WORK INSTRUCTIONS :: Where a line of the material contains the string "path", copy that line.

EXTRACTED RECORDS ::
◇ ◇ ◇ ◇ ◇ ◇ ◇

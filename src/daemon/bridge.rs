use crate::core::logging::LogControl;
use crate::core::models::{Outcome, RefreshInterval};
use crate::core::notifications::NotificationPresenter;
use crate::core::settings::Settings;
use crate::core::store::{self, KeyValueStore};
use crate::daemon::scheduler::Scheduler;
use crate::refresh::RefreshEngine;
use anyhow::Result;
use std::sync::atomic::{AtomicBool, Ordering};
use std::sync::Arc;
use std::time::Duration;
use tokio::sync::Mutex;

#[derive(Debug, Clone, Copy, PartialEq, Eq)]
pub enum TriggerSource {
    Alarm,
    Manual,
}

/// The method surface the UI layer talks to, independent of transport.
pub struct Bridge {
    engine: RefreshEngine,
    store: Arc<dyn KeyValueStore>,
    scheduler: Arc<dyn Scheduler>,
    notifier: Arc<dyn NotificationPresenter>,
    logs: LogControl,
    notifications_enabled: AtomicBool,
    default_interval: RefreshInterval,
    deadline: Duration,
    run_lock: Mutex<()>,
}

impl Bridge {
    pub fn new(
        engine: RefreshEngine,
        store: Arc<dyn KeyValueStore>,
        scheduler: Arc<dyn Scheduler>,
        notifier: Arc<dyn NotificationPresenter>,
        logs: LogControl,
        settings: &Settings,
    ) -> Self {
        Self {
            engine,
            store,
            scheduler,
            notifier,
            logs,
            notifications_enabled: AtomicBool::new(settings.notifications.enabled),
            default_interval: settings.default_interval(),
            deadline: settings.deadline(),
            run_lock: Mutex::new(()),
        }
    }

    pub fn interval(&self) -> RefreshInterval {
        store::read_interval(self.store.as_ref(), self.default_interval)
    }

    pub fn debug_logging(&self) -> bool {
        self.logs.is_debug()
    }

    /// Startup counts as a boot event: arrange the next run, don't refresh.
    pub fn boot(&self) {
        self.scheduler.schedule_next(self.interval());
    }

    pub fn initialize(&self, interval_minutes: i64, enable_notifications: bool) -> Result<()> {
        tracing::debug!(interval_minutes, enable_notifications, "initialize");

        let interval = store::save_interval(self.store.as_ref(), interval_minutes)?;
        self.scheduler.schedule_next(interval);

        self.notifications_enabled
            .store(enable_notifications, Ordering::SeqCst);
        if enable_notifications {
            // Refreshes keep running; only the notifications are switched off.
            if let Err(e) = self.notifier.ensure_channel() {
                self.notifications_enabled.store(false, Ordering::SeqCst);
                return Err(e.context("Notifications unavailable"));
            }
        }
        Ok(())
    }

    pub fn schedule(&self, interval_minutes: i64) -> Result<()> {
        tracing::debug!(interval_minutes, "schedule");

        let interval = store::save_interval(self.store.as_ref(), interval_minutes)?;
        self.scheduler.schedule_next(interval);
        Ok(())
    }

    pub fn schedule_with_delay(&self, delay_minutes: i64) {
        let delay = RefreshInterval::from_minutes(delay_minutes);
        tracing::debug!(%delay, "scheduleWithDelay");
        self.scheduler.schedule_next(delay);
    }

    pub fn cancel(&self) {
        tracing::debug!("cancel");
        self.scheduler.cancel();
    }

    pub fn set_debug_logging(&self, enabled: bool) -> Result<()> {
        self.logs.set_debug(enabled)
    }

    /// Runs a refresh for the caller and reports whether a new cat arrived.
    pub async fn trigger_now(&self) -> bool {
        self.run(TriggerSource::Manual).await
    }

    pub async fn handle_alarm(&self) -> bool {
        self.run(TriggerSource::Alarm).await
    }

    async fn run(&self, source: TriggerSource) -> bool {
        let _guard = self.run_lock.lock().await;
        let interval = self.interval();
        tracing::debug!(?source, %interval, "Refresh triggered");

        let outcome = match source {
            TriggerSource::Manual => self.engine.perform(interval).await,
            TriggerSource::Alarm => self.engine.perform_within(interval, self.deadline).await,
        };

        let refreshed = outcome.is_refreshed();
        if let Outcome::Refreshed { notice, .. } = &outcome {
            if self.notifications_enabled.load(Ordering::SeqCst) {
                if let Err(e) = self.notifier.present(notice) {
                    tracing::warn!(error = %e, "Failed to show notification");
                }
            }
        }

        // Failures never stop future attempts.
        self.scheduler.schedule_next(interval);

        tracing::info!(?source, outcome = outcome.label(), "Refresh finished");
        refreshed
    }
}

#[cfg(test)]
mod tests {
    use super::*;
    use crate::core::clock::ManualClock;
    use crate::core::models::RefreshNotice;
    use crate::core::settings::SourceSettings;
    use crate::core::store::JsonFileStore;
    use crate::daemon::testing::cat_server;
    use crate::refresh::{DiskFileStore, EngineConfig, ReqwestFetcher};
    use std::sync::Mutex as StdMutex;
    use tempfile::TempDir;
    use wiremock::matchers::method;
    use wiremock::{Mock, MockServer, ResponseTemplate};

    #[derive(Default)]
    struct RecordingScheduler {
        scheduled: StdMutex<Vec<u32>>,
        cancels: StdMutex<usize>,
    }

    impl RecordingScheduler {
        fn scheduled(&self) -> Vec<u32> {
            self.scheduled.lock().unwrap().clone()
        }
    }

    impl Scheduler for RecordingScheduler {
        fn schedule_next(&self, interval: RefreshInterval) {
            self.scheduled.lock().unwrap().push(interval.minutes());
        }

        fn cancel(&self) {
            *self.cancels.lock().unwrap() += 1;
        }

        fn can_schedule_exact(&self) -> bool {
            true
        }
    }

    #[derive(Default)]
    struct RecordingNotifier {
        channels: StdMutex<usize>,
        shown: StdMutex<Vec<RefreshNotice>>,
    }

    impl NotificationPresenter for RecordingNotifier {
        fn ensure_channel(&self) -> Result<()> {
            *self.channels.lock().unwrap() += 1;
            Ok(())
        }

        fn present(&self, notice: &RefreshNotice) -> Result<()> {
            self.shown.lock().unwrap().push(notice.clone());
            Ok(())
        }
    }

    struct NoServerNotifier;

    impl NotificationPresenter for NoServerNotifier {
        fn ensure_channel(&self) -> Result<()> {
            anyhow::bail!("no notification server")
        }

        fn present(&self, _notice: &RefreshNotice) -> Result<()> {
            panic!("present called without a channel")
        }
    }

    struct Fixture {
        _dir: TempDir,
        store: Arc<JsonFileStore>,
        scheduler: Arc<RecordingScheduler>,
        notifier: Arc<RecordingNotifier>,
        bridge: Bridge,
    }

    fn fixture(origin: &str, settings: Settings) -> Fixture {
        let dir = TempDir::new().unwrap();
        let store = Arc::new(JsonFileStore::new(dir.path().join("state.json")));
        let scheduler = Arc::new(RecordingScheduler::default());
        let notifier = Arc::new(RecordingNotifier::default());
        let source = SourceSettings {
            origin: origin.to_string(),
            ..SourceSettings::default()
        };
        let engine = RefreshEngine::new(
            Arc::new(ManualClock::at("2026-10-16T09:00:00.000+00:00")),
            store.clone(),
            Arc::new(ReqwestFetcher::new(Duration::from_secs(5)).unwrap()),
            Arc::new(DiskFileStore::new(dir.path().join("cats"))),
            EngineConfig::from_source(&source),
        );
        let bridge = Bridge::new(
            engine,
            store.clone(),
            scheduler.clone(),
            notifier.clone(),
            LogControl::detached(),
            &settings,
        );

        Fixture {
            _dir: dir,
            store,
            scheduler,
            notifier,
            bridge,
        }
    }

    #[test]
    fn test_initialize_persists_and_schedules() {
        let f = fixture("http://127.0.0.1:1", Settings::default());

        f.bridge.initialize(15, true).unwrap();

        assert_eq!(f.bridge.interval().minutes(), 15);
        assert_eq!(*f.notifier.channels.lock().unwrap(), 1);
        assert_eq!(f.scheduler.scheduled(), vec![15]);
    }

    #[test]
    fn test_initialize_without_notifications_skips_channel() {
        let f = fixture("http://127.0.0.1:1", Settings::default());
        f.bridge.initialize(5, false).unwrap();
        assert_eq!(*f.notifier.channels.lock().unwrap(), 0);
    }

    #[tokio::test]
    async fn test_initialize_without_notification_server() {
        let server = cat_server().await;
        let f = fixture(&server.uri(), Settings::default());
        let bridge = Bridge::new(
            f.bridge.engine,
            f.store.clone(),
            f.scheduler.clone(),
            Arc::new(NoServerNotifier),
            LogControl::detached(),
            &Settings::default(),
        );

        let err = bridge.initialize(10, true).unwrap_err();

        assert!(format!("{:#}", err).contains("no notification server"));
        assert_eq!(bridge.interval().minutes(), 10);
        assert_eq!(f.scheduler.scheduled(), vec![10]);
        assert!(bridge.trigger_now().await);
    }

    #[test]
    fn test_schedule_persists_clamped_interval() {
        let f = fixture("http://127.0.0.1:1", Settings::default());

        f.bridge.schedule(0).unwrap();

        assert_eq!(f.bridge.interval().minutes(), 1);
        assert_eq!(f.scheduler.scheduled(), vec![1]);
    }

    #[test]
    fn test_schedule_with_delay_does_not_persist() {
        let f = fixture("http://127.0.0.1:1", Settings::default());
        f.bridge.schedule(10).unwrap();

        f.bridge.schedule_with_delay(-3);
        f.bridge.schedule_with_delay(42);

        assert_eq!(f.bridge.interval().minutes(), 10);
        assert_eq!(f.scheduler.scheduled(), vec![10, 1, 42]);
    }

    #[test]
    fn test_boot_and_cancel() {
        let f = fixture("http://127.0.0.1:1", Settings::default());

        f.bridge.boot();
        f.bridge.cancel();

        assert_eq!(f.scheduler.scheduled(), vec![5]);
        assert_eq!(*f.scheduler.cancels.lock().unwrap(), 1);
    }

    #[test]
    fn test_set_debug_logging() {
        let f = fixture("http://127.0.0.1:1", Settings::default());
        assert!(!f.bridge.debug_logging());
        f.bridge.set_debug_logging(true).unwrap();
        assert!(f.bridge.debug_logging());
    }

    #[tokio::test]
    async fn test_trigger_now_refreshes_notifies_and_reschedules() {
        let server = cat_server().await;
        let f = fixture(&server.uri(), Settings::default());

        assert!(f.bridge.trigger_now().await);

        let shown = f.notifier.shown.lock().unwrap().clone();
        assert_eq!(shown, vec![RefreshNotice::default()]);
        assert_eq!(f.scheduler.scheduled(), vec![5]);
        assert!(store::read_current(f.store.as_ref()).unwrap().is_some());

        // Same instant, so the second trigger finds a fresh cache.
        assert!(!f.bridge.trigger_now().await);
        assert_eq!(f.notifier.shown.lock().unwrap().len(), 1);
        assert_eq!(f.scheduler.scheduled(), vec![5, 5]);
    }

    #[tokio::test]
    async fn test_failure_is_silent_but_reschedules() {
        let server = MockServer::start().await;
        Mock::given(method("GET"))
            .respond_with(ResponseTemplate::new(500))
            .mount(&server)
            .await;
        let f = fixture(&server.uri(), Settings::default());
        f.bridge.schedule(3).unwrap();

        assert!(!f.bridge.handle_alarm().await);

        assert!(f.notifier.shown.lock().unwrap().is_empty());
        assert_eq!(f.scheduler.scheduled(), vec![3, 3]);
    }

    #[tokio::test]
    async fn test_disabled_notifications_still_refresh() {
        let server = cat_server().await;
        let mut settings = Settings::default();
        settings.notifications.enabled = false;
        let f = fixture(&server.uri(), settings);

        assert!(f.bridge.handle_alarm().await);
        assert!(f.notifier.shown.lock().unwrap().is_empty());
    }

    #[tokio::test]
    async fn test_concurrent_triggers_refresh_once() {
        let server = cat_server().await;
        let f = fixture(&server.uri(), Settings::default());

        let (a, b) = tokio::join!(f.bridge.trigger_now(), f.bridge.trigger_now());

        assert!(a ^ b);
        assert_eq!(server.received_requests().await.unwrap().len(), 2);
    }
}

◇ ◇ ◇ ◇ ◇ ◇ ◇

ANSWER BELOW ::
        let store = Arc::new(JsonFileStore::new(dir.path().join("state.json")));
            Arc::new(DiskFileStore::new(dir.path().join("cats"))),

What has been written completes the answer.